Problem description: Copy, word for word, each line of the data below from the first through the line containing "treated as 0 by", and stop there.

Data shown:
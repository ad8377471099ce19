use attitude::Orientation;
use serde::Deserialize;
use serde_json::Value;

use crate::error::{TelemetryError, TelemetryResult};

/// Line the firmware sends between frames
pub const END_SENTINEL: &str = "END";

/// Name of the sensor object in the JSON payload
pub const DEFAULT_SENSOR_BLOCK: &str = "MPU9250";

/// Three-axis sensor value (`{"x": .., "y": .., "z": ..}`)
#[derive(Debug, Clone, Copy, PartialEq, Deserialize)]
pub struct Axes {
    pub x: f64,
    pub y: f64,
    pub z: f64,
}

/// Decoded sensor block of a JSON line.
///
/// Every field is optional on the wire. Absent angles are treated as 0 by
/// [`ImuReading::orientation`]; vectors that do not decode as [`Axes`] are
/// dropped and listed in `dropped_vectors`.
#[derive(Debug, Clone, Default, PartialEq)]
pub struct ImuReading {
    /// Accelerometer
    pub accel: Option<Axes>,
    /// Gyroscope
    pub gyro: Option<Axes>,
    /// Magnetometer
    pub mag: Option<Axes>,
    /// Roll in degrees
    pub roll: Option<f64>,
    /// Pitch in degrees
    pub pitch: Option<f64>,
    /// Yaw in degrees
    pub yaw: Option<f64>,
    /// Whether the named sensor block was present in the line
    pub block_present: bool,
    /// Vectors present on the wire but unusable, with the decoder message
    pub dropped_vectors: Vec<(&'static str, String)>,
}

/// Wire form of the sensor block; vectors are decoded one by one afterwards
#[derive(Deserialize)]
struct SensorBlock {
    accel: Option<Value>,
    gyro: Option<Value>,
    mag: Option<Value>,
    roll: Option<f64>,
    pitch: Option<f64>,
    yaw: Option<f64>,
}

impl ImuReading {
    pub fn orientation(&self) -> Orientation {
        Orientation::new(
            self.roll.unwrap_or(0.0),
            self.pitch.unwrap_or(0.0),
            self.yaw.unwrap_or(0.0),
        )
    }

    /// Names of the angles that were absent and defaulted to 0
    pub fn missing_angles(&self) -> Vec<&'static str> {
        [("roll", self.roll), ("pitch", self.pitch), ("yaw", self.yaw)]
            .into_iter()
            .filter(|(_, value)| value.is_none())
            .map(|(name, _)| name)
            .collect()
    }

    /// Missing angles as [`TelemetryError::MissingField`] warnings
    pub fn missing_fields(&self) -> Vec<TelemetryError> {
        self.missing_angles()
            .into_iter()
            .map(|field| TelemetryError::MissingField { field })
            .collect()
    }

    /// Everything defaulted or dropped while decoding the sample
    pub fn warnings(&self) -> Vec<TelemetryError> {
        let mut warnings = self.missing_fields();
        warnings.extend(self.dropped_vectors.iter().map(|(field, reason)| {
            TelemetryError::unexpected_shape(format!("{} dropped: {}", field, reason))
        }));
        warnings
    }
}

/// One parsed telemetry line
#[derive(Debug, Clone, PartialEq)]
pub enum Frame {
    /// Frame separator, carries no data
    Delimiter,
    /// Bare number from the legacy single-value protocol
    Scalar(f64),
    /// Structured JSON sample
    Reading(ImuReading),
}

/// Decode one line of telemetry.
///
/// Accepts the `END` sentinel, a JSON object holding `sensor_block`, or a
/// single number (JSON or a plain float literal such as `nan`).
pub fn parse_line(line: &str, sensor_block: &str) -> TelemetryResult<Frame> {
    let line = line.trim();
    if line == END_SENTINEL {
        return Ok(Frame::Delimiter);
    }
    if line.is_empty() {
        return Err(TelemetryError::malformed("empty line"));
    }

    match serde_json::from_str::<Value>(line) {
        Ok(Value::Object(mut payload)) => parse_reading(payload.remove(sensor_block)),
        Ok(Value::Number(number)) => number
            .as_f64()
            .map(Frame::Scalar)
            .ok_or_else(|| TelemetryError::unexpected_shape(format!("number {} out of range", number))),
        Ok(other) => Err(TelemetryError::unexpected_shape(format!(
            "expected an object or a number, found {}",
            value_kind(&other)
        ))),
        Err(err) => line
            .parse::<f64>()
            .map(Frame::Scalar)
            .map_err(|_| TelemetryError::malformed(err.to_string())),
    }
}

fn parse_reading(block: Option<Value>) -> TelemetryResult<Frame> {
    match block {
        None => Ok(Frame::Reading(ImuReading::default())),
        Some(block @ Value::Object(_)) => {
            let block: SensorBlock = serde_json::from_value(block)
                .map_err(|e| TelemetryError::unexpected_shape(e.to_string()))?;
            let mut dropped_vectors = Vec::new();
            let mut vector = |name: &'static str, raw: Option<Value>| {
                serde_json::from_value::<Axes>(raw?)
                    .map_err(|e| dropped_vectors.push((name, e.to_string())))
                    .ok()
            };
            let accel = vector("accel", block.accel);
            let gyro = vector("gyro", block.gyro);
            let mag = vector("mag", block.mag);
            Ok(Frame::Reading(ImuReading {
                accel,
                gyro,
                mag,
                roll: block.roll,
                pitch: block.pitch,
                yaw: block.yaw,
                block_present: true,
                dropped_vectors,
            }))
        }
        Some(other) => Err(TelemetryError::unexpected_shape(format!(
            "sensor block is {}, not an object",
            value_kind(&other)
        ))),
    }
}

fn value_kind(value: &Value) -> &'static str {
    match value {
        Value::Null => "null",
        Value::Bool(_) => "a boolean",
        Value::Number(_) => "a number",
        Value::String(_) => "a string",
        Value::Array(_) => "an array",
        Value::Object(_) => "an object",
    }
}

#[cfg(test)]
mod tests {
    use super::*;

    const FULL_LINE: &str = r#"{"MPU9250": {
        "accel": {"x": 0.01, "y": -0.02, "z": 0.98},
        "gyro": {"x": 1.5, "y": 0.0, "z": -0.5},
        "mag": {"x": 20.0, "y": -4.0, "z": 41.0},
        "roll": 12.5, "pitch": -3.25, "yaw": 170.0
    }}"#;

    fn reading(line: &str) -> ImuReading {
        match parse_line(line, DEFAULT_SENSOR_BLOCK) {
            Ok(Frame::Reading(reading)) => reading,
            other => panic!("Expected a reading, got {:?}", other),
        }
    }

    #[test]
    fn test_end_sentinel() {
        assert_eq!(parse_line("END", DEFAULT_SENSOR_BLOCK).unwrap(), Frame::Delimiter);
        assert_eq!(parse_line("  END\r\n", DEFAULT_SENSOR_BLOCK).unwrap(), Frame::Delimiter);
    }

    #[test]
    fn test_full_reading() {
        let reading = reading(&FULL_LINE.replace('\n', " "));
        assert!(reading.block_present);
        assert_eq!(reading.accel, Some(Axes { x: 0.01, y: -0.02, z: 0.98 }));
        assert_eq!(reading.gyro.map(|g| g.x), Some(1.5));
        assert_eq!(reading.mag.map(|m| m.z), Some(41.0));
        assert_eq!(reading.orientation(), Orientation::new(12.5, -3.25, 170.0));
        assert!(reading.missing_angles().is_empty());
    }

    #[test]
    fn test_missing_roll_defaults_to_zero() {
        let reading = reading(r#"{"MPU9250": {"pitch": 5.0, "yaw": -7.0}}"#);
        assert_eq!(reading.orientation(), Orientation::new(0.0, 5.0, -7.0));
        assert_eq!(reading.missing_angles(), vec!["roll"]);
        let warnings = reading.missing_fields();
        assert!(matches!(warnings[0], TelemetryError::MissingField { field: "roll" }));
    }

    #[test]
    fn test_missing_block_defaults_everything() {
        let reading = reading(r#"{"OTHER": {"roll": 1.0}}"#);
        assert!(!reading.block_present);
        assert_eq!(reading.orientation(), Orientation::default());
        assert_eq!(reading.missing_angles(), vec!["roll", "pitch", "yaw"]);
    }

    #[test]
    fn test_custom_block_name() {
        let frame = parse_line(r#"{"ICM20948": {"roll": 4.0}}"#, "ICM20948").unwrap();
        match frame {
            Frame::Reading(reading) => assert_eq!(reading.roll, Some(4.0)),
            other => panic!("Expected a reading, got {:?}", other),
        }
    }

    #[test]
    fn test_scalar_lines() {
        assert_eq!(parse_line("12.75", DEFAULT_SENSOR_BLOCK).unwrap(), Frame::Scalar(12.75));
        assert_eq!(parse_line("-3", DEFAULT_SENSOR_BLOCK).unwrap(), Frame::Scalar(-3.0));
        // not JSON but still a float literal
        assert_eq!(parse_line("+4.5", DEFAULT_SENSOR_BLOCK).unwrap(), Frame::Scalar(4.5));
        match parse_line("nan", DEFAULT_SENSOR_BLOCK).unwrap() {
            Frame::Scalar(v) => assert!(v.is_nan()),
            other => panic!("Expected a scalar, got {:?}", other),
        }
    }

    #[test]
    fn test_malformed_lines() {
        for line in ["", "   ", "{\"MPU9250\": {", "roll=3", "ENDX"] {
            let err = parse_line(line, DEFAULT_SENSOR_BLOCK).unwrap_err();
            assert!(
                matches!(err, TelemetryError::Malformed { .. }),
                "Expected malformed for {:?}, got {:?}",
                line,
                err
            );
            assert!(err.is_recoverable());
        }
    }

    #[test]
    fn test_unexpected_shapes() {
        let lines = [
            "[1, 2, 3]",
            "\"text\"",
            "true",
            r#"{"MPU9250": 5}"#,
            r#"{"MPU9250": {"roll": "ten"}}"#,
        ];
        for line in lines {
            let err = parse_line(line, DEFAULT_SENSOR_BLOCK).unwrap_err();
            assert!(
                matches!(err, TelemetryError::UnexpectedShape { .. }),
                "Expected unexpected shape for {:?}, got {:?}",
                line,
                err
            );
        }
    }

    #[test]
    fn test_incomplete_vector_keeps_orientation() {
        let reading = reading(
            r#"{"MPU9250": {"accel": {"x": 1.0}, "gyro": [1, 2, 3],
                "mag": {"x": 1.0, "y": 2.0, "z": 3.0}, "roll": 30.0, "pitch": 0.0, "yaw": 0.0}}"#,
        );
        assert_eq!(reading.orientation(), Orientation::new(30.0, 0.0, 0.0));
        assert_eq!(reading.accel, None, "Incomplete accel should be dropped");
        assert_eq!(reading.gyro, None, "Non-object gyro should be dropped");
        assert_eq!(reading.mag, Some(Axes { x: 1.0, y: 2.0, z: 3.0 }));

        let dropped: Vec<_> = reading.dropped_vectors.iter().map(|(name, _)| *name).collect();
        assert_eq!(dropped, vec!["accel", "gyro"]);
        let warnings = reading.warnings();
        assert_eq!(warnings.len(), 2);
        assert!(warnings
            .iter()
            .all(|w| matches!(w, TelemetryError::UnexpectedShape { .. }) && w.is_recoverable()));
    }

    #[test]
    fn test_null_angle_counts_as_missing() {
        let reading = reading(r#"{"MPU9250": {"roll": null, "pitch": 1.0, "yaw": 2.0}}"#);
        assert_eq!(reading.missing_angles(), vec!["roll"]);
    }
}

Output of the exercise:
repository ad8377471099ce19
use attitude::Orientation;
use serde::Deserialize;
use serde_json::Value;

use crate::error::{TelemetryError, TelemetryResult};

/// Line the firmware sends between frames
pub const END_SENTINEL: &str = "END";

/// Name of the sensor object in the JSON payload
pub const DEFAULT_SENSOR_BLOCK: &str = "MPU9250";

/// Three-axis sensor value (`{"x": .., "y": .., "z": ..}`)
#[derive(Debug, Clone, Copy, PartialEq, Deserialize)]
pub struct Axes {
    pub x: f64,
    pub y: f64,
    pub z: f64,
}

/// Decoded sensor block of a JSON line.
///
/// Every field is optional on the wire. Absent angles are treated as 0 by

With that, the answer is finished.